Activity: Please output the data below exactly as given, starting at its first line and stopping after the line that contains "#[derive(Debug, Clone, Serialize, Deserialize)]".

.....

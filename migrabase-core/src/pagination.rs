//! Offset pagination for list calls

use serde::{Deserialize, Serialize};

/// Maximum rows per page
const MAX_LIMIT: u32 = 1000;

/// Default rows per page
const DEFAULT_LIMIT: u32 = 10;

/// Pagination parameters
#[derive(Debug, Clone, Copy, PartialEq, Eq)]
pub struct Pagination {
    /// Rows per page (1..=1000)
    pub limit: u32,
    /// Rows to skip
    pub offset: u64,
}

impl Pagination {
    /// Create pagination with validation.
    ///
    /// A zero limit means "use the default"; larger limits are clamped.
    pub fn new(limit: u32, offset: u64) -> Self {
        let limit = if limit == 0 { DEFAULT_LIMIT } else { limit.min(MAX_LIMIT) };
        Self { limit, offset }
    }

    /// LIMIT to send to the database: one extra row tells us whether a next page exists.
    pub fn fetch_limit(&self) -> i64 {
        i64::from(self.limit) + 1
    }

    /// OFFSET to send to the database.
    pub fn sql_offset(&self) -> i64 {
        i64::try_from(self.offset).unwrap_or(i64::MAX)
    }

    /// Pagination for the page after this one.
    pub fn next(&self) -> Self {
        Self {
            limit: self.limit,
            offset: self.offset + u64::from(self.limit),
        }
    }
}

impl Default for Pagination {
    fn default() -> Self {
        Self {
            limit: DEFAULT_LIMIT,
            offset: 0,
        }
    }
}

/// Paginated response wrapper
#[derive(Debug, Clone, Serialize, Deserialize)]
pub struct Paginated<T> {
    /// Items for current page
    pub items: Vec<T>,
    /// Offset of the next page, if there is one
    pub next_offset: Option<u64>,
}

impl<T> Paginated<T> {
    /// Build a page from rows fetched with `Pagination::fetch_limit`.
    pub fn from_rows(mut rows: Vec<T>, page: Pagination) -> Self {
        let has_next = rows.len() > page.limit as usize;
        if has_next {
            rows.truncate(page.limit as usize);
        }
        Self {
            items: rows,
            next_offset: has_next.then(|| page.next().offset),
        }
    }

    /// Check if there's a next page.
    pub fn has_next(&self) -> bool {
        self.next_offset.is_some()
    }
}

#[cfg(test)]
mod tests {
    use super::*;

    #[test]
    fn clamps_limit() {
        assert_eq!(Pagination::new(0, 0).limit, 10);
        assert_eq!(Pagination::new(5000, 0).limit, 1000);
        assert_eq!(Pagination::new(25, 0).limit, 25);
    }

    #[test]
    fn fetches_one_extra_row() {
        let p = Pagination::new(20, 40);
        assert_eq!(p.fetch_limit(), 21);
        assert_eq!(p.sql_offset(), 40);
        assert_eq!(p.next().offset, 60);
    }

    #[test]
    fn detects_next_page() {
        let page = Pagination::new(2, 0);
        let paginated = Paginated::from_rows(vec![1, 2, 3], page);
        assert_eq!(paginated.items, vec![1, 2]);
        assert_eq!(paginated.next_offset, Some(2));
        assert!(paginated.has_next());

        let paginated = Paginated::from_rows(vec![1, 2], page);
        assert_eq!(paginated.items, vec![1, 2]);
        assert!(!paginated.has_next());
    }
}
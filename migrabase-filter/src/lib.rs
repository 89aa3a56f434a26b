//! migrabase-filter: CEL list filters compiled to parameterized SQL.
//!
//! ```
//! use migrabase_filter::{args, compile_filter, qb, FilterError, FilterSchema, FilterValue};
//!
//! struct Names;
//!
//! impl FilterSchema for Names {
//!     fn equals(&self, variable: &str, value: &FilterValue) -> Result<qb::Query, FilterError> {
//!         match variable {
//!             "name" => Ok(qb::q("t.name = ?", args![value.as_str(variable)?])),
//!             _ => Err(FilterError::UnsupportedVariable(variable.to_owned())),
//!         }
//!     }
//! }
//!
//! let query = compile_filter(r#"name == "a" || name == "b""#, &Names).unwrap().unwrap();
//! let (sql, values) = query.to_sql().unwrap();
//! assert_eq!(sql, "((t.name = $1 OR t.name = $2))");
//! assert_eq!(values.len(), 2);
//! ```

pub mod cel;
pub mod compile;
pub mod error;
pub mod order;
pub mod qb;

pub use compile::{compile_filter, CompareOp, FilterSchema, FilterValue};
pub use error::{FilterError, ParseError, QueryError};
pub use order::{parse_order_by, OrderByKey, SortOrder};
pub use qb::{Placeholder, Query, Value};
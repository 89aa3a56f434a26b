use thiserror::Error;

/// Rendering errors from the query builder
#[derive(Error, Debug, Clone, PartialEq, Eq)]
pub enum QueryError {
    #[error("not enough arguments for {text:?}: {given} given")]
    MissingArgument { text: String, given: usize },

    #[error("too many arguments for {text:?}: {used} placeholders, {given} given")]
    ExtraArguments {
        text: String,
        used: usize,
        given: usize,
    },
}

/// Syntax error from the CEL parser, with a 1-based position.
#[derive(Error, Debug, Clone, PartialEq, Eq)]
#[error("ERROR: <input>:{line}:{column}: {message}")]
pub struct ParseError {
    pub line: usize,
    pub column: usize,
    pub message: String,
}

impl ParseError {
    pub fn new(line: usize, column: usize, message: impl Into<String>) -> Self {
        Self {
            line,
            column,
            message: message.into(),
        }
    }
}

/// Errors from compiling a filter expression into SQL
#[derive(Error, Debug, Clone, PartialEq)]
pub enum FilterError {
    #[error("failed to parse filter {filter}, error: {source}")]
    Parse {
        filter: String,
        #[source]
        source: ParseError,
    },

    #[error("unsupport variable {0:?}")]
    UnsupportedVariable(String),

    #[error("unexpected {operator} operator for {variable}")]
    UnsupportedOperator { operator: String, variable: String },

    #[error("unexpected function {0}")]
    UnexpectedFunction(String),

    #[error("unexpected expr kind {0}")]
    UnexpectedExprKind(String),

    #[error("invalid value for {variable:?}: {reason}")]
    InvalidValue { variable: String, reason: String },

    #[error("invalid expression: {0}")]
    InvalidExpression(String),

    #[error(transparent)]
    Query(#[from] QueryError),
}

impl FilterError {
    pub fn invalid_value(variable: impl Into<String>, reason: impl Into<String>) -> Self {
        Self::InvalidValue {
            variable: variable.into(),
            reason: reason.into(),
        }
    }

    pub fn unsupported_operator(operator: impl Into<String>, variable: impl Into<String>) -> Self {
        Self::UnsupportedOperator {
            operator: operator.into(),
            variable: variable.into(),
        }
    }

    pub fn invalid_expression(reason: impl Into<String>) -> Self {
        Self::InvalidExpression(reason.into())
    }
}

#[cfg(test)]
mod tests {
    use super::*;

    #[test]
    fn parse_error_keeps_position() {
        let err = FilterError::Parse {
            filter: "name ==".into(),
            source: ParseError::new(1, 8, "unexpected end of input"),
        };
        assert_eq!(
            err.to_string(),
            "failed to parse filter name ==, error: ERROR: <input>:1:8: unexpected end of input"
        );
    }

    #[test]
    fn unsupported_variable_message() {
        let err = FilterError::UnsupportedVariable("color".into());
        assert_eq!(err.to_string(), "unsupport variable \"color\"");
    }
}
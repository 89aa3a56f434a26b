//! Command implementations for the migrabase CLI

pub mod filter;
pub mod migrate;

pub use filter::run_filter;
pub use migrate::run_migrate;
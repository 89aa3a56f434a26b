//! CEL expression tree
//!
//! Operators are represented as calls using CEL's internal function names
//! (`_&&_`, `_==_`, `@in`, ...), so `a == 1` is
//! `Call { target: None, function: "_==_", args: [Ident("a"), Literal(Int(1))] }`.

use std::fmt;

pub mod operators {
    pub const CONDITIONAL: &str = "_?_:_";
    pub const LOGICAL_AND: &str = "_&&_";
    pub const LOGICAL_OR: &str = "_||_";
    pub const LOGICAL_NOT: &str = "!_";
    pub const EQUALS: &str = "_==_";
    pub const NOT_EQUALS: &str = "_!=_";
    pub const LESS: &str = "_<_";
    pub const LESS_EQUALS: &str = "_<=_";
    pub const GREATER: &str = "_>_";
    pub const GREATER_EQUALS: &str = "_>=_";
    pub const IN: &str = "@in";
    pub const ADD: &str = "_+_";
    pub const SUBTRACT: &str = "_-_";
    pub const MULTIPLY: &str = "_*_";
    pub const DIVIDE: &str = "_/_";
    pub const MODULO: &str = "_%_";
    pub const NEGATE: &str = "-_";
    pub const INDEX: &str = "_[_]";

    /// `matches` string function, always called with a target.
    pub const MATCHES: &str = "matches";
}

#[derive(Debug, Clone, PartialEq)]
pub enum Literal {
    Int(i64),
    Uint(u64),
    Double(f64),
    String(String),
    Bytes(Vec<u8>),
    Bool(bool),
    Null,
}

impl Literal {
    /// CEL type name, for error messages.
    pub fn type_name(&self) -> &'static str {
        match self {
            Literal::Int(_) => "int",
            Literal::Uint(_) => "uint",
            Literal::Double(_) => "double",
            Literal::String(_) => "string",
            Literal::Bytes(_) => "bytes",
            Literal::Bool(_) => "bool",
            Literal::Null => "null_type",
        }
    }
}

impl fmt::Display for Literal {
    fn fmt(&self, f: &mut fmt::Formatter<'_>) -> fmt::Result {
        match self {
            Literal::Int(v) => write!(f, "{}", v),
            Literal::Uint(v) => write!(f, "{}u", v),
            Literal::Double(v) => write!(f, "{:?}", v),
            Literal::String(v) => write!(f, "{:?}", v),
            Literal::Bytes(v) => write!(f, "b{:?}", String::from_utf8_lossy(v)),
            Literal::Bool(v) => write!(f, "{}", v),
            Literal::Null => f.write_str("null"),
        }
    }
}

#[derive(Debug, Clone, PartialEq)]
pub enum Expr {
    Literal(Literal),
    Ident(String),
    /// `operand.field`; `test_only` is set by the `has()` macro.
    Select {
        operand: Box<Expr>,
        field: String,
        test_only: bool,
    },
    Call {
        target: Option<Box<Expr>>,
        function: String,
        args: Vec<Expr>,
    },
    List(Vec<Expr>),
    Map(Vec<(Expr, Expr)>),
}

impl Expr {
    pub fn call(function: &str, args: Vec<Expr>) -> Self {
        Expr::Call {
            target: None,
            function: function.to_owned(),
            args,
        }
    }

    /// Node kind name, for error messages.
    pub fn kind(&self) -> &'static str {
        match self {
            Expr::Literal(_) => "LiteralKind",
            Expr::Ident(_) => "IdentKind",
            Expr::Select { .. } => "SelectKind",
            Expr::Call { .. } => "CallKind",
            Expr::List(_) => "ListKind",
            Expr::Map(_) => "MapKind",
        }
    }

    /// Dotted path for identifiers and plain selects (`labels.env`).
    pub fn as_path(&self) -> Option<String> {
        let mut fields = Vec::new();
        let mut current = self;
        loop {
            match current {
                Expr::Ident(name) => {
                    fields.push(name.as_str());
                    break;
                }
                Expr::Select {
                    operand,
                    field,
                    test_only: false,
                } => {
                    fields.push(field.as_str());
                    current = operand;
                }
                _ => return None,
            }
        }
        fields.reverse();
        Some(fields.join("."))
    }

    /// Number of nodes on the longest path from this node to a leaf.
    pub fn height(&self) -> usize {
        let children = match self {
            Expr::Literal(_) | Expr::Ident(_) => 0,
            Expr::Select { operand, .. } => operand.height(),
            Expr::Call { target, args, .. } => target
                .iter()
                .map(|t| t.height())
                .chain(args.iter().map(Expr::height))
                .max()
                .unwrap_or(0),
            Expr::List(items) => items.iter().map(Expr::height).max().unwrap_or(0),
            Expr::Map(entries) => entries
                .iter()
                .map(|(k, v)| k.height().max(v.height()))
                .max()
                .unwrap_or(0),
        };
        children + 1
    }
}
//! migrabase CLI - list-filter compiler and store maintenance
//!
//! - `filter`: compile a CEL list filter to parameterized SQL
//! - `migrate`: create or update the store schema
//! - `config`: inspect and initialize ~/.migrabase/config.toml
//! - `completions`: shell completion scripts

use anyhow::Result;
use clap::{Parser, Subcommand, ValueEnum};
use migrabase_core::StoreConfig;

mod commands;
mod config;
mod tracing_setup;

#[derive(Parser, Debug)]
#[command(
    name = "migrabase",
    author,
    version,
    about = "Compile CEL list filters to SQL and manage the migrabase store",
    long_about = "Compile CEL list filters for users, projects, access grants, query history, \
                  rollouts and issues into parameterized Postgres SQL, and maintain the store schema."
)]
struct Cli {
    /// Enable debug logging
    #[arg(long, global = true)]
    debug: bool,

    #[command(subcommand)]
    command: Commands,
}

#[derive(Subcommand, Debug)]
enum Commands {
    /// Compile a list filter and print the SQL
    Filter(commands::filter::FilterArgs),
    /// Apply store schema migrations
    Migrate(commands::migrate::MigrateArgs),
    /// Manage migrabase configuration (path, show, init)
    Config(config::ConfigArgs),
    /// Generate shell completion scripts
    Completions(CompletionsArgs),
}

#[derive(Parser, Debug)]
struct CompletionsArgs {
    /// Shell to generate completions for
    #[arg(value_enum)]
    shell: Shell,
}

#[derive(ValueEnum, Debug, Clone, Copy)]
#[allow(clippy::enum_variant_names)] // PowerShell is a proper noun, not a suffix
enum Shell {
    Bash,
    Zsh,
    Fish,
    PowerShell,
    Elvish,
}

#[tokio::main]
async fn main() -> Result<()> {
    dotenvy::dotenv().ok();
    let cli = Cli::parse();

    let default_level = StoreConfig::load().ok().and_then(|c| c.log_level);
    tracing_setup::init(&tracing_setup::TracingConfig {
        debug: cli.debug,
        default_level,
    })
    .ok();

    match cli.command {
        Commands::Filter(args) => commands::run_filter(args)?,
        Commands::Migrate(args) => commands::run_migrate(args).await?,
        Commands::Config(args) => config::run_config(args)?,
        Commands::Completions(args) => run_completions(args)?,
    }
    Ok(())
}

fn run_completions(args: CompletionsArgs) -> Result<()> {
    use clap::CommandFactory;
    use clap_complete::{generate, Shell as CompletionShell};
    use std::io;

    let mut cmd = Cli::command();
    let bin_name = cmd.get_name().to_string();

    let shell = match args.shell {
        Shell::Bash => CompletionShell::Bash,
        Shell::Zsh => CompletionShell::Zsh,
        Shell::Fish => CompletionShell::Fish,
        Shell::PowerShell => CompletionShell::PowerShell,
        Shell::Elvish => CompletionShell::Elvish,
    };

    generate(shell, &mut cmd, bin_name, &mut io::stdout());

    Ok(())
}
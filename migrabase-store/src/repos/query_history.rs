//! Query history repository and the query history list filter

use chrono::{DateTime, Utc};
use migrabase_core::resource::{format_database, format_instance, get_instance_database_id, get_instance_id};
use migrabase_core::QueryHistoryType;
use migrabase_filter::compile::{self, CompareOp, FilterSchema, FilterValue};
use migrabase_filter::{args, qb, FilterError, Query};
use serde::{Deserialize, Serialize};
use sqlx::types::Json;
use sqlx::{FromRow, PgPool};

use crate::error::{Result, StoreError};
use crate::exec;

const QUERY_HISTORY_COLUMNS: &str = "query_history.id, query_history.creator, \
     query_history.created_at, query_history.project_id, query_history.database, \
     query_history.statement, query_history.type, query_history.payload";

/// Execution details (`query_history.payload`)
#[derive(Debug, Clone, Default, PartialEq, Serialize, Deserialize)]
#[serde(rename_all = "camelCase", default)]
pub struct QueryHistoryPayload {
    #[serde(skip_serializing_if = "Option::is_none")]
    pub error: Option<String>,
    /// Wall time in milliseconds
    pub duration_ms: i64,
}

#[derive(Debug, Clone, PartialEq)]
pub struct QueryHistoryMessage {
    pub id: i64,
    pub creator: String,
    pub created_at: DateTime<Utc>,
    pub project_id: String,
    /// `instances/{instance}/databases/{database}`
    pub database: String,
    pub statement: String,
    pub history_type: QueryHistoryType,
    pub payload: QueryHistoryPayload,
}

#[derive(Debug, Clone, Default)]
pub struct FindQueryHistoryMessage {
    pub creator: Option<String>,
    pub project_id: Option<String>,
    pub database: Option<String>,
    pub filter_q: Option<Query>,
    pub limit: Option<i64>,
    pub offset: Option<i64>,
}

#[derive(Debug, Clone)]
pub struct CreateQueryHistoryMessage {
    pub creator: String,
    pub project_id: String,
    pub database: String,
    pub statement: String,
    pub history_type: QueryHistoryType,
    pub payload: QueryHistoryPayload,
}

#[derive(FromRow)]
struct QueryHistoryRow {
    id: i64,
    creator: String,
    created_at: DateTime<Utc>,
    project_id: String,
    database: String,
    statement: String,
    #[sqlx(rename = "type")]
    history_type: String,
    payload: Json<QueryHistoryPayload>,
}

impl TryFrom<QueryHistoryRow> for QueryHistoryMessage {
    type Error = StoreError;

    fn try_from(row: QueryHistoryRow) -> Result<Self> {
        Ok(Self {
            id: row.id,
            creator: row.creator,
            created_at: row.created_at,
            project_id: row.project_id,
            database: row.database,
            statement: row.statement,
            history_type: row.history_type.parse()?,
            payload: row.payload.0,
        })
    }
}

/// Query history repository
pub struct QueryHistoryRepo<'a> {
    pool: &'a PgPool,
}

impl<'a> QueryHistoryRepo<'a> {
    pub fn new(pool: &'a PgPool) -> Self {
        Self { pool }
    }

    pub async fn create(&self, create: CreateQueryHistoryMessage) -> Result<QueryHistoryMessage> {
        get_instance_database_id(&create.database)?;
        let query = qb::q(
            format!(
                "INSERT INTO query_history (creator, project_id, database, statement, type, payload) \
                 VALUES (?, ?, ?, ?, ?, ?) RETURNING {}",
                QUERY_HISTORY_COLUMNS
            ),
            args![
                create.creator,
                create.project_id,
                create.database,
                create.statement,
                create.history_type.as_str(),
                serde_json::to_value(&create.payload)?
            ],
        );
        let (sql, arguments) = exec::build(&query)?;
        let row: QueryHistoryRow = sqlx::query_as_with(&sql, arguments)
            .fetch_one(self.pool)
            .await?;
        row.try_into()
    }

    /// Newest first.
    pub async fn list(&self, find: &FindQueryHistoryMessage) -> Result<Vec<QueryHistoryMessage>> {
        let (sql, arguments) = exec::build(&list_query(find))?;
        let rows: Vec<QueryHistoryRow> = sqlx::query_as_with(&sql, arguments)
            .fetch_all(self.pool)
            .await?;
        rows.into_iter().map(QueryHistoryMessage::try_from).collect()
    }
}

fn list_query(find: &FindQueryHistoryMessage) -> Query {
    let mut where_q = qb::q("TRUE", args![]);
    if let Some(filter) = &find.filter_q {
        where_q.and("?", args![filter]);
    }
    if let Some(creator) = &find.creator {
        where_q.and("query_history.creator = ?", args![creator]);
    }
    if let Some(project_id) = &find.project_id {
        where_q.and("query_history.project_id = ?", args![project_id]);
    }
    if let Some(database) = &find.database {
        where_q.and("query_history.database = ?", args![database]);
    }

    let mut query = qb::q(
        format!("SELECT {} FROM query_history WHERE ?", QUERY_HISTORY_COLUMNS),
        args![where_q],
    );
    query.space("ORDER BY query_history.id DESC", args![]);
    if let Some(limit) = find.limit {
        query.space("LIMIT ?", args![limit]);
    }
    if let Some(offset) = find.offset {
        query.space("OFFSET ?", args![offset]);
    }
    query
}

/// Variables accepted by [`list_query_history_filter`].
pub struct QueryHistoryFilter;

impl FilterSchema for QueryHistoryFilter {
    fn equals(&self, variable: &str, value: &FilterValue) -> std::result::Result<Query, FilterError> {
        match variable {
            "project" => Ok(qb::q(
                "query_history.project_id = ?",
                args![compile::project_id(variable, value)?],
            )),
            "database" => {
                let (instance, database) = get_instance_database_id(value.as_str(variable)?)
                    .map_err(|err| FilterError::invalid_value(variable, err.to_string()))?;
                Ok(qb::q(
                    "query_history.database = ?",
                    args![format_database(&instance, &database)],
                ))
            }
            "instance" => {
                let instance = get_instance_id(value.as_str(variable)?)
                    .map_err(|err| FilterError::invalid_value(variable, err.to_string()))?;
                let prefix = format!("{}/databases/", format_instance(&instance));
                Ok(qb::q(
                    "query_history.database LIKE ?",
                    args![compile::like_prefix(&prefix)],
                ))
            }
            "type" => {
                let history_type: QueryHistoryType = compile::parse_enum(variable, value)?;
                Ok(qb::q("query_history.type = ?", args![history_type.as_str()]))
            }
            _ => Err(FilterError::UnsupportedVariable(variable.to_owned())),
        }
    }

    fn matches(&self, variable: &str, pattern: &str) -> std::result::Result<Query, FilterError> {
        match variable {
            "statement" => Ok(compile::matches_query("query_history.statement", pattern)),
            _ => Err(FilterError::UnsupportedVariable(variable.to_owned())),
        }
    }

    fn in_list(
        &self,
        variable: &str,
        values: &[FilterValue],
    ) -> std::result::Result<Query, FilterError> {
        match variable {
            "type" => {
                let types = compile::enum_list::<QueryHistoryType>(variable, values)?;
                Ok(qb::q("query_history.type = ANY(?)", args![types]))
            }
            _ => Err(FilterError::unsupported_operator("@in", variable)),
        }
    }

    fn compare(
        &self,
        variable: &str,
        op: CompareOp,
        value: &FilterValue,
    ) -> std::result::Result<Query, FilterError> {
        match variable {
            "create_time" => {
                compile::time_comparison("query_history.created_at", variable, op, value)
            }
            _ => Err(FilterError::unsupported_operator(op.function(), variable)),
        }
    }
}

/// Compile a query history list filter, e.g. `project == "projects/p1" && type == "QUERY"`.
pub fn list_query_history_filter(filter: &str) -> std::result::Result<Option<Query>, FilterError> {
    compile::compile_filter(filter, &QueryHistoryFilter)
}
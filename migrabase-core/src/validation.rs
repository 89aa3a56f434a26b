//! Validation error types

use std::fmt;

use once_cell::sync::Lazy;
use regex::Regex;

/// Loose email shape check; the authoritative check lives in the identity layer.
static EMAIL_RE: Lazy<Regex> = Lazy::new(|| {
    Regex::new(r"^[^\s@/]+@[^\s@/]+$").expect("invalid email regex")
});

/// Maximum length for a principal email
const MAX_EMAIL_LEN: usize = 254;

/// Validation error for domain values
#[derive(Debug, Clone, PartialEq, Eq)]
pub enum ValidationError {
    /// Field is empty when it shouldn't be
    Empty { field: &'static str },

    /// Field exceeds maximum length
    TooLong { field: &'static str, max: usize },

    /// String doesn't match required format
    InvalidFormat { field: &'static str, reason: &'static str },

    /// Invalid enum variant
    InvalidVariant { field: &'static str, value: String },
}

impl fmt::Display for ValidationError {
    fn fmt(&self, f: &mut fmt::Formatter<'_>) -> fmt::Result {
        match self {
            Self::Empty { field } => write!(f, "{} cannot be empty", field),
            Self::TooLong { field, max } => {
                write!(f, "{} exceeds maximum length of {} characters", field, max)
            }
            Self::InvalidFormat { field, reason } => {
                write!(f, "{}: {}", field, reason)
            }
            Self::InvalidVariant { field, value } => {
                write!(f, "invalid {} value: '{}'", field, value)
            }
        }
    }
}

impl std::error::Error for ValidationError {}

/// Validate a principal email, returning it lowercased.
pub fn validate_email(email: &str) -> Result<String, ValidationError> {
    if email.is_empty() {
        return Err(ValidationError::Empty { field: "email" });
    }
    if email.len() > MAX_EMAIL_LEN {
        return Err(ValidationError::TooLong {
            field: "email",
            max: MAX_EMAIL_LEN,
        });
    }
    if !EMAIL_RE.is_match(email) {
        return Err(ValidationError::InvalidFormat {
            field: "email",
            reason: "must look like name@domain",
        });
    }
    Ok(email.to_lowercase())
}

#[cfg(test)]
mod tests {
    use super::*;

    #[test]
    fn error_display() {
        let err = ValidationError::TooLong {
            field: "title",
            max: 256,
        };
        assert_eq!(
            err.to_string(),
            "title exceeds maximum length of 256 characters"
        );
    }

    #[test]
    fn email_is_lowercased() {
        assert_eq!(validate_email("Dev@Example.com").unwrap(), "dev@example.com");
    }

    #[test]
    fn email_rejects_bad_shapes() {
        assert!(matches!(
            validate_email(""),
            Err(ValidationError::Empty { .. })
        ));
        assert!(validate_email("no-at-sign").is_err());
        assert!(validate_email("a@b/c").is_err());
        assert!(validate_email("two words@x.io").is_err());
    }
}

.....

Solution to the problem:
filename migrabase-core/src/pagination.rs
//! Offset pagination for list calls

use serde::{Deserialize, Serialize};

/// Maximum rows per page
const MAX_LIMIT: u32 = 1000;

/// Default rows per page
const DEFAULT_LIMIT: u32 = 10;

/// Pagination parameters
#[derive(Debug, Clone, Copy, PartialEq, Eq)]
pub struct Pagination {
    /// Rows per page (1..=1000)
    pub limit: u32,
    /// Rows to skip
    pub offset: u64,
}

impl Pagination {
    /// Create pagination with validation.
    ///
    /// A zero limit means "use the default"; larger limits are clamped.
    pub fn new(limit: u32, offset: u64) -> Self {
        let limit = if limit == 0 { DEFAULT_LIMIT } else { limit.min(MAX_LIMIT) };
        Self { limit, offset }
    }

    /// LIMIT to send to the database: one extra row tells us whether a next page exists.
    pub fn fetch_limit(&self) -> i64 {
        i64::from(self.limit) + 1
    }

    /// OFFSET to send to the database.
    pub fn sql_offset(&self) -> i64 {
        i64::try_from(self.offset).unwrap_or(i64::MAX)
    }

    /// Pagination for the page after this one.
    pub fn next(&self) -> Self {
        Self {
            limit: self.limit,
            offset: self.offset + u64::from(self.limit),
        }
    }
}

impl Default for Pagination {
    fn default() -> Self {
        Self {
            limit: DEFAULT_LIMIT,
            offset: 0,
        }
    }
}

/// Paginated response wrapper
#[derive(Debug, Clone, Serialize, Deserialize)]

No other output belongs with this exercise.